As you might imagine, I come into contact with hundreds of golfers of all skill levels. And it is very rare to see a good player with a bad hold on the golf club. There are some exceptions, for sure, but they are very few and very far between, and they typically have beat so many balls with their poor grip that they’ve found a way to work around it.

The reality of biophysics is that the body moves only in certain ways – and the particulars of the way you hold the golf club can totally prevent a sound swing motion that allows the club to release properly through the impact zone. The wonderful thing is that anyone can learn how to put a fundamentally sound hold on the golf club, and you can practice it anywhere your hands are not otherwise engaged, like watching TV or just sitting and relaxing.

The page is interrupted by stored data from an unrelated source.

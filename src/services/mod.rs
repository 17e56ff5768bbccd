//! Service layer
//!
//! Orchestration on top of the domain ports and infrastructure adapters:
//! retrieval, context budgeting, the generation task boundary and the review
//! pipeline.

pub mod context_budget;
pub mod generation;
pub mod retriever;
pub mod review_pipeline;

pub use context_budget::{ContextBudget, FittedPrompt};
pub use generation::generate_with_timeout;
pub use retriever::Retriever;
pub use review_pipeline::{ComposedReview, IndexPipeline, Review, ReviewPipeline};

Whether you prefer an overlap, interlock or full-finger (not baseball!) grip on the club, the same fundamentals apply.  Here are the major grip faults I see most often, in the order of the frequency:

Mis-aligned hands

By this I mean that the palms of the two hands are not parallel to each other. Too many golfers have a weak left hand and strong right, or vice versa. The easiest way to learn how to hold the club with your palms aligned properly is to grip a plain wooden ruler or yardstick. It forces the hands to align properly and shows you how that feels. If you grip and re-grip a yardstick several times, then grip a club, you’ll see that the learning curve is almost immediate.

The position of the grip in the upper/left hand

I also observe many golfers who have the butt of the grip too far into the heel pad of the upper hand (the left hand for right-handed players). It’s amazing how much easier it is to release the club through the ball if even 1/4-1/2″ of the butt is beyond the left heel pad. Try this yourself to see what I mean.  Swing the club freely with just your left hand and notice the difference in its release from when you hold it at the end of the grip, versus gripping down even a half inch.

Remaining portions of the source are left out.